→ Directions for this task
Look through the listing below and count the lines holding "InvalidSelection". Reply with the number alone.
- Opening Delimiter -
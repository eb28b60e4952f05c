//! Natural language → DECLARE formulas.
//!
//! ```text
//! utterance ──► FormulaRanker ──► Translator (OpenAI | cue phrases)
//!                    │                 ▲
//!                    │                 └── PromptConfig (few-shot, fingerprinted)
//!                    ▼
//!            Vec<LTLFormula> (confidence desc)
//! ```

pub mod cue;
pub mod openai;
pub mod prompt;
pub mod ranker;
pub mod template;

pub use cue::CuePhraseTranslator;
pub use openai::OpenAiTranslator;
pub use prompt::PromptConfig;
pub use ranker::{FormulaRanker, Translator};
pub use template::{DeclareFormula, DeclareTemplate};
- Closing Delimiter -
- Opening Delimiter -
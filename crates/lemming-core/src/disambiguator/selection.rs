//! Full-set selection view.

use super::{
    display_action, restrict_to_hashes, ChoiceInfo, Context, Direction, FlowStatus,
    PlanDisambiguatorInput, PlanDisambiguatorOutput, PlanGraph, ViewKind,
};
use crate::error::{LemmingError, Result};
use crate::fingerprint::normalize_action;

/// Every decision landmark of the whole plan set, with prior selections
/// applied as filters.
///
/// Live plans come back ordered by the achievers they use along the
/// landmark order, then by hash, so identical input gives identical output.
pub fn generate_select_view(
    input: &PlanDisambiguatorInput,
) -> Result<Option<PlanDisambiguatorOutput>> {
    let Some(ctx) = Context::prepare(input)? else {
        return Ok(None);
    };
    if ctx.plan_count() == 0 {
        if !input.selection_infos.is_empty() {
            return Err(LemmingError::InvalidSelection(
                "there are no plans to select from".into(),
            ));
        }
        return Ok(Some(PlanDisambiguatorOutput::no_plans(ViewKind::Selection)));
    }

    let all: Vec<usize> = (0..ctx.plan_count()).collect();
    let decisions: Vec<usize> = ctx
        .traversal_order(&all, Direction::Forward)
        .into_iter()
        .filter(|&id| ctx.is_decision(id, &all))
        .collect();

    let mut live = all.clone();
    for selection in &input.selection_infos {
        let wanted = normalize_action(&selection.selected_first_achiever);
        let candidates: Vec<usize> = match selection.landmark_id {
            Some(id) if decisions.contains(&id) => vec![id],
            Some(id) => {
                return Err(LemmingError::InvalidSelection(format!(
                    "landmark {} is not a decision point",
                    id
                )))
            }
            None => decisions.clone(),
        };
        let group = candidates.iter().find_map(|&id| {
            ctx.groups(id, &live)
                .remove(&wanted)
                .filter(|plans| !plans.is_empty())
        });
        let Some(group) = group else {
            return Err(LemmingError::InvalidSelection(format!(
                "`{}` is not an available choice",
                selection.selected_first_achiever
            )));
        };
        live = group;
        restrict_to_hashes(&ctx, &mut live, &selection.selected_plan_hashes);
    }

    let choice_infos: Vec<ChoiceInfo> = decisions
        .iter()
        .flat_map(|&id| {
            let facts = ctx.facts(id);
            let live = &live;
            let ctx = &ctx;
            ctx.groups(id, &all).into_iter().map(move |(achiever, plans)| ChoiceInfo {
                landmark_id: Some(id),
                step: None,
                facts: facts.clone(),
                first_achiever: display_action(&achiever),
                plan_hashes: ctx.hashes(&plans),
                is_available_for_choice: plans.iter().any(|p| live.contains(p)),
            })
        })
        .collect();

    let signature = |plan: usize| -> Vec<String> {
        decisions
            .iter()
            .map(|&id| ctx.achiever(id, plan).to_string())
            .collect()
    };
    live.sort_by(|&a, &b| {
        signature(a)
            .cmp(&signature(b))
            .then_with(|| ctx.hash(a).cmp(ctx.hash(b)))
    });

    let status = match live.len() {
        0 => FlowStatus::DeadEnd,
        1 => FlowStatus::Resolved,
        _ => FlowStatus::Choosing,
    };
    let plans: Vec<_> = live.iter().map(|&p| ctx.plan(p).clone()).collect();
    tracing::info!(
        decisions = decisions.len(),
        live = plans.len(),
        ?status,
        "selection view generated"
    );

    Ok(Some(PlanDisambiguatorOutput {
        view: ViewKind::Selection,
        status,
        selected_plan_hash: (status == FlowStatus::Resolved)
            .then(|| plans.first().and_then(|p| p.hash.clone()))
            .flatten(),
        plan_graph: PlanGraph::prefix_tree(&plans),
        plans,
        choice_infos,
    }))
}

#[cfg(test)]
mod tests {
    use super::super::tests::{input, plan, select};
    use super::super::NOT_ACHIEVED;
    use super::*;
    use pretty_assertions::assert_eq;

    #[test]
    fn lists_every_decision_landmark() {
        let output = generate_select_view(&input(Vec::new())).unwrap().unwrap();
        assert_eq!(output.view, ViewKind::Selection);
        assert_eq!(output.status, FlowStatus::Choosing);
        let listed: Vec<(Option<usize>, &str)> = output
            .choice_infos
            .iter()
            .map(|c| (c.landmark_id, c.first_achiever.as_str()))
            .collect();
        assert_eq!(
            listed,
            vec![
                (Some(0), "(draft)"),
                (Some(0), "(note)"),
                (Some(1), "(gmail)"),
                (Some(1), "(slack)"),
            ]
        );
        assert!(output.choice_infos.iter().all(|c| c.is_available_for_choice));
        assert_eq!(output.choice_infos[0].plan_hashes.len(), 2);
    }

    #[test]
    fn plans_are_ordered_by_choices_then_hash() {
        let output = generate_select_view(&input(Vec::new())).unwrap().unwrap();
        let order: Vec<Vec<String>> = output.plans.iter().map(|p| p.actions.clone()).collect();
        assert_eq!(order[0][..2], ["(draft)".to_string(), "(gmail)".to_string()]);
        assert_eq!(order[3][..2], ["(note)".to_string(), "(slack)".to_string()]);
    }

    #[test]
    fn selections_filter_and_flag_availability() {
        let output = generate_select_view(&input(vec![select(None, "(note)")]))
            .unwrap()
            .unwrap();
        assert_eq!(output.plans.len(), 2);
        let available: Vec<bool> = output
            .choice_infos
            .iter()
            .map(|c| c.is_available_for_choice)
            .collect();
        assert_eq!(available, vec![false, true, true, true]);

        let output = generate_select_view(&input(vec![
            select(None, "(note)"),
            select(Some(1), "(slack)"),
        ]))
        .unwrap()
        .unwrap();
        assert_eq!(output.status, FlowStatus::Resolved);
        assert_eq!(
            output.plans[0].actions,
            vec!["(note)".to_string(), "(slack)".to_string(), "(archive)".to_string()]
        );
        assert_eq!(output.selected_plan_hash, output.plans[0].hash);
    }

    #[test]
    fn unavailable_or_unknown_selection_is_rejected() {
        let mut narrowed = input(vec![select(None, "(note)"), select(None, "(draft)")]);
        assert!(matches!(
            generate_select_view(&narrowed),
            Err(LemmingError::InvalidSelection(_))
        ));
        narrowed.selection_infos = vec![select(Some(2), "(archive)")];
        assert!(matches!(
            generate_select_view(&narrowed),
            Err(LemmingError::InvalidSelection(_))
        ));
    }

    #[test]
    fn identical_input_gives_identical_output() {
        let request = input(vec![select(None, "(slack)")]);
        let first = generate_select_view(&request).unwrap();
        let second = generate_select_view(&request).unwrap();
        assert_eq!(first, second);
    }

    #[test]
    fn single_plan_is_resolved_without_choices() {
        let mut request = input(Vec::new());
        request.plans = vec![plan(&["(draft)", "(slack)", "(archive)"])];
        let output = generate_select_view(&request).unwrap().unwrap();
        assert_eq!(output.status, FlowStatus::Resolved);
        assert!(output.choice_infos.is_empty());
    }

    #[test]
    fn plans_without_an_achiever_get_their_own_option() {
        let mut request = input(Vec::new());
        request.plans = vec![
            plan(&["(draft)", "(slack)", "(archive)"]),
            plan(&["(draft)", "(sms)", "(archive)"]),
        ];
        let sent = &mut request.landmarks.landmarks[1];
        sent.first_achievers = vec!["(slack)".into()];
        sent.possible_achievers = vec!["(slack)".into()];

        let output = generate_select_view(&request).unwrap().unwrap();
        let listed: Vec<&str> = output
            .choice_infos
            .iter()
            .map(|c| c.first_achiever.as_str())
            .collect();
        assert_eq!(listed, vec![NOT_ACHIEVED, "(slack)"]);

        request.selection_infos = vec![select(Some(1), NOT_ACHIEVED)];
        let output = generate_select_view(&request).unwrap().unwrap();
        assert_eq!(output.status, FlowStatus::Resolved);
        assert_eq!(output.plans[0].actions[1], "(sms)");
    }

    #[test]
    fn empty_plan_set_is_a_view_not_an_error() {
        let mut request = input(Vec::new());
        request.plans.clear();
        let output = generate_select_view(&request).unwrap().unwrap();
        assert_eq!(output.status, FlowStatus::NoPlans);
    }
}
- Closing Delimiter -
→ Exercise solution
5